The Weddell House Hotel Fades Away
The Warehouse District site of this structure had been occupied since 1847 by The Weddell House, one of Cleveland’s historic and premier hotels. Travelers across the Lake and into the city patronized the Weddell House for nearly five decades of the city's earliest beginnings. By 1905, The Weddell House was gone, and a sizable portion of The Rockefeller Building stood in its stead. A substantial addition to the office structure was completed by 1910. The building served for years thereafter as a prime location for the offices of lake shipping, coal and iron enterprises, high above the winding Cuyahoga River.
Designed by the architectural firm of Knox & Elliott, the office tower is perhaps Cleveland’s best surviving example of the 'Chicago' style of Louis Sullivan; it bears striking resemblances to Sullivan’s own design for the Buffalo, NY Guaranty Building of 1885.
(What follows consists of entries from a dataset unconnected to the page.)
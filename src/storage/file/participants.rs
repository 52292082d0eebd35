//! File-based participant registry.

use std::path::PathBuf;

use async_trait::async_trait;
use tokio::sync::Mutex;

use super::json::{create_locked, read_locked, sanitize_name};
use crate::domain::Participant;
use crate::error::StorageResult;
use crate::storage::traits::ParticipantStorage;

/// One JSON file per participant, named after the document.
pub struct FileParticipantStorage {
    participants_dir: PathBuf,
    lock: Mutex<()>,
}

impl FileParticipantStorage {
    /// Create a new file participant storage.
    #[must_use]
    pub fn new(participants_dir: PathBuf) -> Self {
        Self {
            participants_dir,
            lock: Mutex::new(()),
        }
    }

    fn participant_path(&self, document: &str) -> PathBuf {
        self.participants_dir
            .join(format!("{}.json", sanitize_name(document)))
    }
}

#[async_trait]
impl ParticipantStorage for FileParticipantStorage {
    async fn insert_participant(&self, participant: &Participant) -> StorageResult<()> {
        let _guard = self.lock.lock().await;
        create_locked(&self.participant_path(&participant.document), participant)
    }

    async fn get_participant(&self, document: &str) -> StorageResult<Option<Participant>> {
        let _guard = self.lock.lock().await;
        read_locked(&self.participant_path(document))
    }
}
//! Series and issued-number types.

use serde::{Deserialize, Serialize};
use uuid::Uuid;

/// Width of every series block.
pub const SERIES_WIDTH: u64 = 100_000;

/// One contiguous block of the lucky-number space.
#[derive(Debug, Clone, Copy, PartialEq, Eq, Serialize, Deserialize)]
pub struct Series {
    /// 1-based ordinal.
    pub index: u32,
    /// First value (inclusive).
    pub start: u64,
    /// Last value (inclusive).
    pub end: u64,
}

impl Series {
    /// Number of values in this series.
    #[must_use]
    pub const fn len(&self) -> u64 {
        self.end - self.start + 1
    }

    /// A series always holds `SERIES_WIDTH` values.
    #[must_use]
    pub const fn is_empty(&self) -> bool {
        false
    }

    /// Check whether `number` falls inside this series.
    #[must_use]
    pub const fn contains(&self, number: u64) -> bool {
        number >= self.start && number <= self.end
    }
}

/// A lucky number owned by a participant.
#[derive(Debug, Clone, PartialEq, Eq, Serialize, Deserialize)]
pub struct IssuedNumber {
    /// Raw value, unique campaign-wide.
    pub number: u64,
    /// Owner's normalized document.
    pub document: String,
    /// Allocation that produced this number.
    pub allocation_id: Uuid,
    /// Issuance time (milliseconds since epoch).
    pub issued_at: i64,
}

/// Result of one successful generation request.
#[derive(Debug, Clone, PartialEq, Eq, Serialize, Deserialize)]
pub struct Allocation {
    /// Allocation identifier.
    pub allocation_id: Uuid,
    /// Owner's normalized document.
    pub document: String,
    /// Raw numbers, ascending.
    pub numbers: Vec<u64>,
    /// Display strings, same order as `numbers`.
    pub formatted: Vec<String>,
    /// Issuance time (milliseconds since epoch).
    pub issued_at: i64,
}

#[cfg(test)]
mod tests {
    use super::*;

    #[test]
    fn test_series_len_and_contains() {
        let series = Series {
            index: 2,
            start: 100_000,
            end: 199_999,
        };
        assert_eq!(series.len(), SERIES_WIDTH);
        assert!(series.contains(100_000));
        assert!(series.contains(199_999));
        assert!(!series.contains(99_999));
        assert!(!series.contains(200_000));
    }
}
View this fine structure from Prospect Avenue just east of its intersection with Superior Avenue.
An Innovative Steel Frame
With an interior structural steel frame expressed on the exterior by strong columnar verticals, and lower stories decorated with typical Sullivanesque detailing of organic geometry, the office block presents handsome façades to both Superior Avenue and West 6th Street.
As indicated by his name placed prominently at the building’s cap on the West 6thStreet face, Rockefeller was justifiably proud of this building. After the building’s name was changed to accommodate that of its new owner, Josiah Kirby, in the 1920s, John D. Rockefeller then reacquired the building, placing his name back on the structure once again — where it has remained to this day.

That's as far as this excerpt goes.